Holy Crap! – King’s Head Theatre

Holy Crap! continues at the King’s Head Theatre, London until 30 June.

Star rating: two stars ★ ★ ✩ ✩ ✩

The Heather Brothers – past masters of pastiche – return to the London stage with Holy Crap! – a ‘satirical’ burlesque that takes a sideways look at two industries ripe for ridicule: televangelism and porn.

Think Rocky Horror and Jerry Springer meets Saucy Jack and the Space Vixens then put these glorious romps aside, for this tasteless confection lacks pretty much any of the wit and charm of its antecedents.

The faltering fortunes of the pay-to-view GOD TV channel leave the operator no choice but to seek alternative means to make money – money that is, by the way, being laundered by the Mafia.

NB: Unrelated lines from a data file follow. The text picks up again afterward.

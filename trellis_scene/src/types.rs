// Copyright 2026 the Trellis Authors
// SPDX-License-Identifier: Apache-2.0 OR MIT

//! Public types for the scene: node identifiers and flags.

/// Identifier for a node in the [`Scene`](crate::Scene).
///
/// This is a small, copyable handle that stays stable across updates but becomes
/// invalid when the underlying slot is reused.
/// It consists of a slot index and a generation counter.
///
/// ## Semantics
///
/// - On insert, a fresh slot is allocated with generation `1`.
/// - On destruction, the slot is freed; any existing `NodeId` that pointed to that slot is now stale.
/// - On reuse of a freed slot, its generation is incremented, producing a new, distinct `NodeId`.
/// - A slot whose generation reaches `u32::MAX` is retired rather than reused.
///
/// Stale `NodeId`s never alias a different live node because the generation must match.
/// The router relies on this: a role slot holding a stale id can never deliver an
/// event to an unrelated node, even before it has been finalized.
///
/// Use [`Scene::is_alive`](crate::Scene::is_alive) to check whether a `NodeId` still refers to a live node.
#[derive(Copy, Clone, Debug, Eq, PartialEq, Hash)]
pub struct NodeId(pub(crate) u32, pub(crate) u32);

impl NodeId {
    pub(crate) const fn new(idx: u32, generation: u32) -> Self {
        Self(idx, generation)
    }

    pub(crate) const fn idx(self) -> usize {
        self.0 as usize
    }

    /// Generation of the slot this id was minted for.
    pub const fn generation(self) -> u32 {
        self.1
    }
}

bitflags::bitflags! {
    /// Per-node state flags.
    #[derive(Clone, Copy, Debug, PartialEq, Eq, Hash)]
    pub struct NodeFlags: u8 {
        /// Node is visible (drawn, and reachable by positional dispatch).
        const VISIBLE = 0b0000_0001;
        /// Node asked to be destroyed by its parent on the next [`Scene::step`](crate::Scene::step).
        const DELETE_REQUESTED = 0b0000_0010;
    }
}

impl Default for NodeFlags {
    fn default() -> Self {
        Self::VISIBLE
    }
}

The answer is to introduce the remaining faithful to hardcorn pornography, the theory inspired by the notion that one must understand a sin in order to combat it. Of course, it proves to be hit and the channel goes from strength to strength.

The cockeyed scheme is the brainchild of American televangelist Bobby Del La Ray [sic], played with devilishly sexy charm by John Addison.

Bobby convinces the straitlaced Rex Bedderman (Arvid Larsen) and his virginal girlfriend Destiny (Letitia Hector) to front the pornographic offerings, and to ensure that the gullible pair are totally sold on the idea, Bobby’s girlfriend Clarissa LaFayette (the excellent Rachel Marwood) fakes a sighting of the Blessed Virgin Mary, channelling her messages of support and encouragement.

Also thrown into the mix is Bobby’s partner in crime Vinnie Ginelli (Nuno Queimado) – a camp gangsterish Italian – and a narrator (Emma Salvo), with various other characters played by Peter Bindloss in his first professional gig.

The cast does a commendable job with the Heather Brothers’ rather weak, predictable – and lengthy – material, gamely keeping the action ticking along and rarely betraying their embarrassment.

They’re all of strong voice (when heard above Rickey Long’s good but poorly sound-balanced band of two keyboards and percussion) and give it their all.

Benji Sperring’s enthusiastic direction ensures that a couple of numbers really explode to life – the best being Bindloss’ wonderfully expletive-laden Italian patter-song pastiche – but these highlights are few and far between, with the majority of numbers merely riffing musically on predictable gospel choruses.

The script has its moments too, but again not enough, and it’s far too long. In my notes, I scribbled ‘great end to Act 1’, only to hear, with dismay, another two or three numbers before the act finally ended. I started to think it might have been a one act show but it wasn’t to be.

Act II takes its inspiration from Luke 15:7 – “there will be more rejoicing in heaven over one sinner who repents than over 99 righteous persons who do not need to repent” – by taking things up a notch and introducing the idea of a travelling live sex show in which the faithful participate, given them something sinful to repent.

Then things go really pear-shaped, as the sex-obsessed populace turn feral and martial law kicks in. It’s an interesting idea but it merely serves to elongate an already stretched one-gag show, and no number of sex toys and fetishwear can rescue it.

So, well done to cast and band, but you have my sympathies with the material.

A good bit of trimming and focus – and perhaps a more serious exploration of the satire – might help Holy Crap! to find its audience, although ultimately I’m not 100% sure who the audience is.

It’s the kind of frivolity that might go down well on the Edinburgh Festival Fringe as a camp student romp, but in its current form it can’t aspire much higher.